(DATASET CONTENT Opens)

//! Day-Cache Loader
//!
//! Rebuilds the collection at startup from `data/<year>/<month>/<day>/`.
//! Each day has an optional aggregate sibling `<day>.json` holding every
//! sidecar of that day. If present it is read directly; otherwise the
//! individual sidecars are parsed and the aggregate is written back, so the
//! next startup costs O(days) instead of O(files).

use crate::error::RepositoryError;
use crate::screenshot::{codec, id, Screenshot};
use std::fs;
use std::path::{Path, PathBuf};
use tracing::info;
use walkdir::WalkDir;

/// Depth of a day directory below `data/`
const DAY_DEPTH: usize = 3;

pub struct DayCacheLoader {
    data_dir: PathBuf,
}

impl DayCacheLoader {
    pub fn new(data_dir: impl Into<PathBuf>) -> Self {
        Self {
            data_dir: data_dir.into(),
        }
    }

    /// Load every descriptor of every day, in path order
    ///
    /// Fails on the first unreadable directory or unparsable file; a corrupt
    /// cache is never skipped.
    pub fn load_all(&self) -> Result<Vec<Screenshot>, RepositoryError> {
        let mut all = Vec::new();
        for day_dir in self.day_dirs()? {
            all.extend(self.load_day(&day_dir)?);
        }
        Ok(all)
    }

    /// All `data/YYYY/MM/DD` directories, sorted
    pub fn day_dirs(&self) -> Result<Vec<PathBuf>, RepositoryError> {
        let walker = WalkDir::new(&self.data_dir)
            .min_depth(DAY_DEPTH)
            .max_depth(DAY_DEPTH)
            .sort_by_file_name();

        let mut dirs = Vec::new();
        for entry in walker {
            let entry = entry.map_err(|e| {
                let path = e
                    .path()
                    .map(Path::to_path_buf)
                    .unwrap_or_else(|| self.data_dir.clone());
                RepositoryError::io(path, e.into())
            })?;
            if entry.file_type().is_dir() {
                dirs.push(entry.into_path());
            }
        }
        Ok(dirs)
    }

    /// Load one day, via its aggregate if present, else by scanning sidecars
    pub fn load_day(&self, day_dir: &Path) -> Result<Vec<Screenshot>, RepositoryError> {
        let cache_file = day_dir.with_extension("json");
        if cache_file.is_file() {
            let entries: Vec<Screenshot> = read_json(&cache_file)?;
            for s in &entries {
                check_id(&cache_file, s)?;
            }
            return Ok(entries);
        }

        let mut sidecars = Vec::new();
        for entry in fs::read_dir(day_dir).map_err(|e| RepositoryError::io(day_dir, e))? {
            let path = entry.map_err(|e| RepositoryError::io(day_dir, e))?.path();
            if path.is_file() && path.extension().is_some_and(|ext| ext == "json") {
                sidecars.push(path);
            }
        }
        sidecars.sort();

        let mut entries = Vec::with_capacity(sidecars.len());
        for path in &sidecars {
            let s = read_json::<Screenshot>(path)?;
            check_id(path, &s)?;
            entries.push(s);
        }

        let json = codec::to_json(&entries).map_err(|e| RepositoryError::CorruptCache {
            path: cache_file.clone(),
            reason: e.to_string(),
        })?;
        fs::write(&cache_file, json).map_err(|e| RepositoryError::io(&cache_file, e))?;
        info!(
            path = %cache_file.display(),
            entries = entries.len(),
            "Rebuilt day cache"
        );

        Ok(entries)
    }
}

fn read_json<T: serde::de::DeserializeOwned>(path: &Path) -> Result<T, RepositoryError> {
    let text = fs::read_to_string(path).map_err(|e| RepositoryError::io(path, e))?;
    codec::parse_lenient(&text).map_err(|reason| RepositoryError::CorruptCache {
        path: path.to_path_buf(),
        reason,
    })
}

/// Reject descriptors whose id is not a content hash
fn check_id(path: &Path, screenshot: &Screenshot) -> Result<(), RepositoryError> {
    if id::is_valid_id(&screenshot.id) {
        Ok(())
    } else {
        Err(RepositoryError::CorruptCache {
            path: path.to_path_buf(),
            reason: format!("malformed screenshot id {:?}", screenshot.id),
        })
    }
}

(DATASET CONTENT Closes)

THE PROBLEM:
Retype the entries precisely as they stand.

OUTPUT OF THE EXERCISE:
//! Day-Cache Loader
//!
//! Rebuilds the collection at startup from `data/<year>/<month>/<day>/`.
//! Each day has an optional aggregate sibling `<day>.json` holding every
//! sidecar of that day. If present it is read directly; otherwise the
//! individual sidecars are parsed and the aggregate is written back, so the
//! next startup costs O(days) instead of O(files).

use crate::error::RepositoryError;
use crate::screenshot::{codec, id, Screenshot};
use std::fs;
use std::path::{Path, PathBuf};
use tracing::info;
use walkdir::WalkDir;

/// Depth of a day directory below `data/`
const DAY_DEPTH: usize = 3;

pub struct DayCacheLoader {
    data_dir: PathBuf,
}

impl DayCacheLoader {
    pub fn new(data_dir: impl Into<PathBuf>) -> Self {
        Self {
            data_dir: data_dir.into(),
        }
    }

    /// Load every descriptor of every day, in path order
    ///
    /// Fails on the first unreadable directory or unparsable file; a corrupt
    /// cache is never skipped.
    pub fn load_all(&self) -> Result<Vec<Screenshot>, RepositoryError> {
        let mut all = Vec::new();
        for day_dir in self.day_dirs()? {
            all.extend(self.load_day(&day_dir)?);
        }
        Ok(all)
    }

    /// All `data/YYYY/MM/DD` directories, sorted
    pub fn day_dirs(&self) -> Result<Vec<PathBuf>, RepositoryError> {
        let walker = WalkDir::new(&self.data_dir)
            .min_depth(DAY_DEPTH)
            .max_depth(DAY_DEPTH)
            .sort_by_file_name();

        let mut dirs = Vec::new();
        for entry in walker {
            let entry = entry.map_err(|e| {
                let path = e
                    .path()
                    .map(Path::to_path_buf)
                    .unwrap_or_else(|| self.data_dir.clone());
                RepositoryError::io(path, e.into())
            })?;
            if entry.file_type().is_dir() {
                dirs.push(entry.into_path());
            }
        }
        Ok(dirs)
    }

    /// Load one day, via its aggregate if present, else by scanning sidecars
    pub fn load_day(&self, day_dir: &Path) -> Result<Vec<Screenshot>, RepositoryError> {
        let cache_file = day_dir.with_extension("json");
        if cache_file.is_file() {
            let entries: Vec<Screenshot> = read_json(&cache_file)?;
            for s in &entries {
                check_id(&cache_file, s)?;
            }
            return Ok(entries);
        }

        let mut sidecars = Vec::new();
        for entry in fs::read_dir(day_dir).map_err(|e| RepositoryError::io(day_dir, e))? {
            let path = entry.map_err(|e| RepositoryError::io(day_dir, e))?.path();
            if path.is_file() && path.extension().is_some_and(|ext| ext == "json") {
                sidecars.push(path);
            }
        }
        sidecars.sort();

        let mut entries = Vec::with_capacity(sidecars.len());
        for path in &sidecars {
            let s = read_json::<Screenshot>(path)?;
            check_id(path, &s)?;
            entries.push(s);
        }

        let json = codec::to_json(&entries).map_err(|e| RepositoryError::CorruptCache {
            path: cache_file.clone(),
            reason: e.to_string(),
        })?;
        fs::write(&cache_file, json).map_err(|e| RepositoryError::io(&cache_file, e))?;
        info!(
            path = %cache_file.display(),
            entries = entries.len(),
            "Rebuilt day cache"
        );

        Ok(entries)
    }
}

fn read_json<T: serde::de::DeserializeOwned>(path: &Path) -> Result<T, RepositoryError> {
    let text = fs::read_to_string(path).map_err(|e| RepositoryError::io(path, e))?;
    codec::parse_lenient(&text).map_err(|reason| RepositoryError::CorruptCache {
        path: path.to_path_buf(),
        reason,
    })
}

/// Reject descriptors whose id is not a content hash
fn check_id(path: &Path, screenshot: &Screenshot) -> Result<(), RepositoryError> {
    if id::is_valid_id(&screenshot.id) {
        Ok(())
    } else {
        Err(RepositoryError::CorruptCache {
            path: path.to_path_buf(),
            reason: format!("malformed screenshot id {:?}", screenshot.id),
        })
    }
}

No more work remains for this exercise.